Here’s the full update letter from Orange County Mayor Jacobs:
Dear Orange County Residents:
Since Hurricane Irma, I and the District Commissioners have received numerous communications regarding storm debris pickup. For those of you who are frustrated and disappointed, I don’t blame you – not only do I understand your feelings, I share them, and sincerely appreciate the opportunity to provide this update.
As you may be aware, we are hampered in our debris collection efforts by several unique factors.
First and foremost, in the wake of Hurricane Harvey’s impacts to Texas, followed by the unprecedented impact of Hurricane Irma on virtually every county in Florida, debris removal resources and personnel are extremely lean. To compound this simultaneous and widespread need for debris removal contractors, as you may have read or heard in the news, several counties in the state are paying contractors well in excess of the going industry rate. In some cases, jurisdictions have paid more than double our contract prices. Unfortunately this has resulted in some contractors foregoing their longstanding contractual obligations in order to travel to areas that are paying inflated prices. Although Orange County has long had debris removal contracts in place – including very competitive pricing – we are being impacted by this type of practice. And while some might urge us to follow suit, because this is a manpower issue, paying “ransom rates” will simply result in more profit to the companies, with only a marginal difference – if any – to our citizens.
We have been vigorous in our protests on behalf of Orange County’s citizens, and were extremely pleased when Florida Attorney General Pam Bondi issued investigative subpoenas on Oct. 2, 2017 to three debris-removal companies as part of an ongoing investigation into allegations that contractors are either failing to perform at pre-storm contract rates; not performing until negotiating higher rates; or are slow to perform under existing contracts. Two of Orange County’s contractors, AshBritt and Ceres Environmental, each received one of those three subpoenas. Rest assured that we’ll deal with contractual issues at the proper time, but our focus today is doing what we can to expedite debris collection.
In addition to continuing to facilitate debris pickup for more than 800,000 residents in unincorporated Orange County,
we have reassigned 15 Public Works crews from other duties to assist in residential debris removal. Together with our
contractors, these Orange County crews are working 12 hours a day.
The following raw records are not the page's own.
//! Commands and types used throughout scalegrid.
//!
//! This module defines the vocabulary that all components share:
//! [`WindowId`], [`Rect`] and [`WorkspaceCoord`] describe what the host
//! knows about windows, [`InputEvent`] carries raw key / pointer input, and
//! [`Command`] is the wire format accepted by the daemon.
//!
//! Keys and buttons are parsed leniently: names are case-insensitive
//! (`"Up"`, `"esc"`, `"Return"`), and raw Linux input-event codes are
//! accepted as numbers.

use serde::de::Error as DeError;
use serde::{Deserialize, Deserializer, Serialize};
use std::fmt;

/// Opaque handle of a window owned by the host.
///
/// The ordering of ids is the host's natural ordering and is what the grid
/// partitioner sorts by, so a re-layout of the same set is reproducible.
#[derive(Debug, Clone, Copy, PartialEq, Eq, PartialOrd, Ord, Hash, Serialize, Deserialize)]
#[serde(transparent)]
pub struct WindowId(pub u64);

impl fmt::Display for WindowId {
    fn fmt(&self, f: &mut fmt::Formatter<'_>) -> fmt::Result {
        write!(f, "#{}", self.0)
    }
}

/// Axis-aligned rectangle in layout pixels.
#[derive(Debug, Clone, Copy, PartialEq, Default, Serialize, Deserialize)]
pub struct Rect {
    pub x: f64,
    pub y: f64,
    pub width: f64,
    pub height: f64,
}

impl Rect {
    pub fn new(x: f64, y: f64, width: f64, height: f64) -> Self {
        Self {
            x,
            y,
            width,
            height,
        }
    }

    /// Centre point of the rectangle.
    pub fn center(&self) -> Point {
        Point {
            x: self.x + self.width / 2.0,
            y: self.y + self.height / 2.0,
        }
    }

    /// Whether `p` lies inside the rectangle (right / bottom edges excluded).
    pub fn contains(&self, p: Point) -> bool {
        p.x >= self.x && p.x < self.x + self.width && p.y >= self.y && p.y < self.y + self.height
    }

    /// Whether `other` lies entirely within `self`, allowing for `eps` of
    /// floating point slack.
    pub fn contains_rect(&self, other: &Rect, eps: f64) -> bool {
        other.x >= self.x - eps
            && other.y >= self.y - eps
            && other.x + other.width <= self.x + self.width + eps
            && other.y + other.height <= self.y + self.height + eps
    }

    /// Whether the interiors of the two rectangles intersect.
    pub fn overlaps(&self, other: &Rect) -> bool {
        self.x < other.x + other.width
            && other.x < self.x + self.width
            && self.y < other.y + other.height
            && other.y < self.y + self.height
    }
}

/// A point in layout pixels.
#[derive(Debug, Clone, Copy, PartialEq, Default, Serialize, Deserialize)]
pub struct Point {
    pub x: f64,
    pub y: f64,
}

/// Coordinate of a workspace in the host's workspace grid.
#[derive(Debug, Clone, Copy, PartialEq, Eq, Hash, Default, Serialize, Deserialize)]
pub struct WorkspaceCoord {
    pub x: i32,
    pub y: i32,
}

impl WorkspaceCoord {
    pub fn new(x: i32, y: i32) -> Self {
        Self { x, y }
    }
}

impl fmt::Display for WorkspaceCoord {
    fn fmt(&self, f: &mut fmt::Formatter<'_>) -> fmt::Result {
        write!(f, "({}, {})", self.x, self.y)
    }
}

/// Which windows an overview session shows.
#[derive(Debug, Clone, Copy, PartialEq, Eq, Hash)]
pub enum Scope {
    /// Windows whose centre lies on the current workspace.
    CurrentWorkspace,
    /// Every mapped top-level window on the output.
    AllWorkspaces,
}

/// Direction for grid navigation.
#[derive(Debug, Clone, Copy, PartialEq, Eq, Hash, Serialize)]
pub enum Direction {
    Left,
    Right,
    Up,
    Down,
}

impl fmt::Display for Direction {
    fn fmt(&self, f: &mut fmt::Formatter<'_>) -> fmt::Result {
        match self {
            Direction::Left => write!(f, "left"),
            Direction::Right => write!(f, "right"),
            Direction::Up => write!(f, "up"),
            Direction::Down => write!(f, "down"),
        }
    }
}

/// Keys the navigation controller understands.  Anything else is carried
/// through as its raw input-event code.
#[derive(Debug, Clone, Copy, PartialEq, Eq, Hash, Serialize)]
pub enum Key {
    Up,
    Down,
    Left,
    Right,
    Enter,
    Escape,
    Other(u32),
}

impl Key {
    /// Map a Linux input-event key code (`KEY_*`) to a [`Key`].
    pub fn from_code(code: u32) -> Self {
        match code {
            1 => Key::Escape,
            28 => Key::Enter,
            103 => Key::Up,
            105 => Key::Left,
            106 => Key::Right,
            108 => Key::Down,
            other => Key::Other(other),
        }
    }

    /// The grid direction this key moves focus in, if any.
    pub fn direction(self) -> Option<Direction> {
        match self {
            Key::Up => Some(Direction::Up),
            Key::Down => Some(Direction::Down),
            Key::Left => Some(Direction::Left),
            Key::Right => Some(Direction::Right),
            _ => None,
        }
    }
}

/// Strip whitespace / underscores / dashes and lowercase, so `"KEY_ESC"`,
/// `"Esc"` and `"esc"` all compare equal.
fn normalise_name(s: &str) -> String {
    s.trim()
        .chars()
        .filter(|c| !c.is_whitespace() && *c != '_' && *c != '-')
        .flat_map(|c| c.to_lowercase())
        .collect()
}

fn parse_key(s: &str) -> Option<Key> {
    let normalized = normalise_name(s);
    let name = normalized.strip_prefix("key").unwrap_or(&normalized);
    match name {
        "up" => Some(Key::Up),
        "down" => Some(Key::Down),
        "left" => Some(Key::Left),
        "right" => Some(Key::Right),
        "enter" | "return" => Some(Key::Enter),
        "esc" | "escape" => Some(Key::Escape),
        _ => None,
    }
}

impl<'de> Deserialize<'de> for Key {
    fn deserialize<D>(deserializer: D) -> Result<Self, D::Error>
    where
        D: Deserializer<'de>,
    {
        use serde::de::Visitor;
        struct V;
        impl<'de> Visitor<'de> for V {
            type Value = Key;
            fn expecting(&self, f: &mut fmt::Formatter<'_>) -> fmt::Result {
                write!(f, "key name or input-event code")
            }
            fn visit_u64<E>(self, n: u64) -> Result<Key, E>
            where
                E: DeError,
            {
                let code = u32::try_from(n).map_err(|_| DeError::custom("key code out of range"))?;
                Ok(Key::from_code(code))
            }
            fn visit_str<E>(self, s: &str) -> Result<Key, E>
            where
                E: DeError,
            {
                parse_key(s).ok_or_else(|| DeError::custom(format!("invalid key: {:?}", s)))
            }
        }
        deserializer.deserialize_any(V)
    }
}

/// Pointer buttons.
#[derive(Debug, Clone, Copy, PartialEq, Eq, Hash, Serialize)]
pub enum MouseButton {
    Left,
    Right,
    Middle,
    Other(u32),
}

impl MouseButton {
    /// Map a Linux input-event button code (`BTN_*`) to a [`MouseButton`].
    pub fn from_code(code: u32) -> Self {
        match code {
            0x110 => MouseButton::Left,
            0x111 => MouseButton::Right,
            0x112 => MouseButton::Middle,
            other => MouseButton::Other(other),
        }
    }
}

fn parse_button(s: &str) -> Option<MouseButton> {
    let normalized = normalise_name(s);
    let name = normalized.strip_prefix("btn").unwrap_or(&normalized);
    match name {
        "left" | "primary" => Some(MouseButton::Left),
        "right" => Some(MouseButton::Right),
        "middle" => Some(MouseButton::Middle),
        _ => None,
    }
}

impl<'de> Deserialize<'de> for MouseButton {
    fn deserialize<D>(deserializer: D) -> Result<Self, D::Error>
    where
        D: Deserializer<'de>,
    {
        use serde::de::Visitor;
        struct V;
        impl<'de> Visitor<'de> for V {
            type Value = MouseButton;
            fn expecting(&self, f: &mut fmt::Formatter<'_>) -> fmt::Result {
                write!(f, "button name or input-event code")
            }
            fn visit_u64<E>(self, n: u64) -> Result<MouseButton, E>
            where
                E: DeError,
            {
                let code =
                    u32::try_from(n).map_err(|_| DeError::custom("button code out of range"))?;
                Ok(MouseButton::from_code(code))
            }
            fn visit_str<E>(self, s: &str) -> Result<MouseButton, E>
            where
                E: DeError,
            {
                parse_button(s).ok_or_else(|| DeError::custom(format!("invalid button: {:?}", s)))
            }
        }
        deserializer.deserialize_any(V)
    }
}

/// Whether a key or button went down or up.
#[derive(Debug, Clone, Copy, PartialEq, Eq, Hash, Serialize, Deserialize)]
pub enum PressState {
    Pressed,
    Released,
}

/// Raw input delivered to the session while it holds the input grab (or,
/// for buttons, while it listens in passthrough mode).
#[derive(Debug, Clone, Copy, PartialEq, Eq)]
pub enum InputEvent {
    Key {
        key: Key,
        state: PressState,
        /// Whether any keyboard modifier was held.
        modifiers: bool,
    },
    Button {
        button: MouseButton,
        state: PressState,
    },
}

/// Every request the daemon accepts over its socket.
///
/// Commands are produced by [`CommandSource`](crate::traits::CommandSource)
/// implementations and consumed by the
/// [`Driver`](crate::headless::driver::Driver).
#[derive(Debug, Clone, PartialEq, Serialize, Deserialize)]
pub enum Command {
    /// Toggle the overview for the current workspace.
    Toggle,

    /// Toggle the overview for all workspaces.
    ToggleAll,

    /// Press and release a key.
    Key(Key),

    /// Press and release a pointer button at the current cursor position.
    Click(MouseButton),

    /// Move the pointer to an absolute output position.
    PointerMotion { x: f64, y: f64 },

    //  Scene changes (headless host only)

    /// Map a new window.  `parent` makes it a transient child.
    Open {
        geometry: Rect,
        #[serde(default)]
        parent: Option<WindowId>,
    },

    /// Destroy a window and its children.
    Close(WindowId),

    /// Minimize or restore a window.
    Minimize { window: WindowId, minimized: bool },

    /// Give a window new (absolute) geometry.
    Move { window: WindowId, geometry: Rect },

    /// Focus a window directly.
    Focus(WindowId),

    /// Switch the output to another workspace.
    SwitchWorkspace { x: i32, y: i32 },
}

#[cfg(test)]
mod tests {
    use super::*;

    #[test]
    fn direction_display() {
        assert_eq!(Direction::Left.to_string(), "left");
        assert_eq!(Direction::Right.to_string(), "right");
        assert_eq!(Direction::Up.to_string(), "up");
        assert_eq!(Direction::Down.to_string(), "down");
    }

    #[test]
    fn key_names_are_case_insensitive() {
        let keys: Vec<Key> =
            serde_json::from_str(r#"["Up", "DOWN", "key_left", "Right", "Return", "esc", "KEY_ESC"]"#)
                .unwrap();
        assert_eq!(
            keys,
            vec![
                Key::Up,
                Key::Down,
                Key::Left,
                Key::Right,
                Key::Enter,
                Key::Escape,
                Key::Escape
            ]
        );
    }

    #[test]
    fn key_from_numeric_code() {
        let k: Key = serde_json::from_str("28").unwrap();
        assert_eq!(k, Key::Enter);
        let k: Key = serde_json::from_str("30").unwrap();
        assert_eq!(k, Key::Other(30));
    }

    #[test]
    fn invalid_key_name_rejected() {
        assert!(serde_json::from_str::<Key>(r#""sideways""#).is_err());
    }

    #[test]
    fn key_direction_mapping() {
        assert_eq!(Key::Up.direction(), Some(Direction::Up));
        assert_eq!(Key::Left.direction(), Some(Direction::Left));
        assert_eq!(Key::Enter.direction(), None);
    }

    #[test]
    fn button_names_and_codes() {
        let b: MouseButton = serde_json::from_str(r#""BTN_MIDDLE""#).unwrap();
        assert_eq!(b, MouseButton::Middle);
        let b: MouseButton = serde_json::from_str("272").unwrap();
        assert_eq!(b, MouseButton::Left);
        let b: MouseButton = serde_json::from_str("275").unwrap();
        assert_eq!(b, MouseButton::Other(275));
    }

    #[test]
    fn command_wire_format() {
        let cmds: Vec<Command> = serde_json::from_str(
            r#"[
                "Toggle",
                "ToggleAll",
                {"Key":"Down"},
                {"Click":"left"},
                {"PointerMotion":{"x":10.0,"y":20.5}},
                {"Open":{"geometry":{"x":0,"y":0,"width":640,"height":480}}},
                {"Open":{"geometry":{"x":0,"y":0,"width":200,"height":100},"parent":1}},
                {"Close":3},
                {"Minimize":{"window":2,"minimized":true}},
                {"SwitchWorkspace":{"x":1,"y":0}}
            ]"#,
        )
        .unwrap();
        assert_eq!(cmds[0], Command::Toggle);
        assert_eq!(cmds[1], Command::ToggleAll);
        assert_eq!(cmds[2], Command::Key(Key::Down));
        assert_eq!(cmds[3], Command::Click(MouseButton::Left));
        assert_eq!(cmds[4], Command::PointerMotion { x: 10.0, y: 20.5 });
        assert_eq!(
            cmds[5],
            Command::Open {
                geometry: Rect::new(0.0, 0.0, 640.0, 480.0),
                parent: None
            }
        );
        assert_eq!(
            cmds[6],
            Command::Open {
                geometry: Rect::new(0.0, 0.0, 200.0, 100.0),
                parent: Some(WindowId(1))
            }
        );
        assert_eq!(cmds[7], Command::Close(WindowId(3)));
        assert_eq!(
            cmds[8],
            Command::Minimize {
                window: WindowId(2),
                minimized: true
            }
        );
        assert_eq!(cmds[9], Command::SwitchWorkspace { x: 1, y: 0 });
    }

    #[test]
    fn rect_geometry_helpers() {
        let r = Rect::new(10.0, 20.0, 100.0, 50.0);
        assert_eq!(r.center(), Point { x: 60.0, y: 45.0 });
        assert!(r.contains(Point { x: 10.0, y: 20.0 }));
        assert!(!r.contains(Point { x: 110.0, y: 20.0 }));
        assert!(r.contains_rect(&Rect::new(20.0, 25.0, 10.0, 10.0), 0.0));
        assert!(!r.contains_rect(&Rect::new(0.0, 25.0, 10.0, 10.0), 0.0));
        assert!(r.overlaps(&Rect::new(100.0, 60.0, 10.0, 10.0)));
        assert!(!r.overlaps(&Rect::new(110.0, 20.0, 10.0, 10.0)));
    }
}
At this time, our estimates suggest that debris clean-up will produce about 1.3 million cubic yards of debris – enough to fill up Epcot’s Spaceship Earth 15 times – and will likely continue through the holidays. We know that completing the collection process cannot come quick enough for many in our community, but I join our teams and contractors in asking for patience. With a county as large as ours, and considering the above issues, it will take some time to complete our planned debris removal.
I’m aware that in a number of neighborhoods across the county, individuals and neighbors have banded together to dispose of their debris for no charge at one of our 11 citizen drop off sites, or for a fee at our county landfill when using professional lawn and yard maintenance workers. Precisely this type of “neighbors helping neighbors” activity has happened in my own neighborhood, which at my personal request is at the very bottom of the debris pickup schedule. For me, this is not a symbolic gesture – it is representative of the implicit contract and bond of trust I feel with every Orange County resident and family.
As a reminder, separate from debris collection is your regular weekly yard waste collection, which is only for vegetative material that is set out in bags, cans or bundles. In several neighborhoods, due to the extraordinary volume, weekly yard waste collection has fallen behind. We are aware of this, and are working with yard waste haulers on their efforts. Please know that many of the crews have been working extended hours and on the weekends to provide service. In the meantime, I urge you to continue to place and keep your yard waste curbside for collection.
Together, we are making Orange County the best place to live, work and raise our families, and we appreciate your patience as we work through these uniquely challenging times.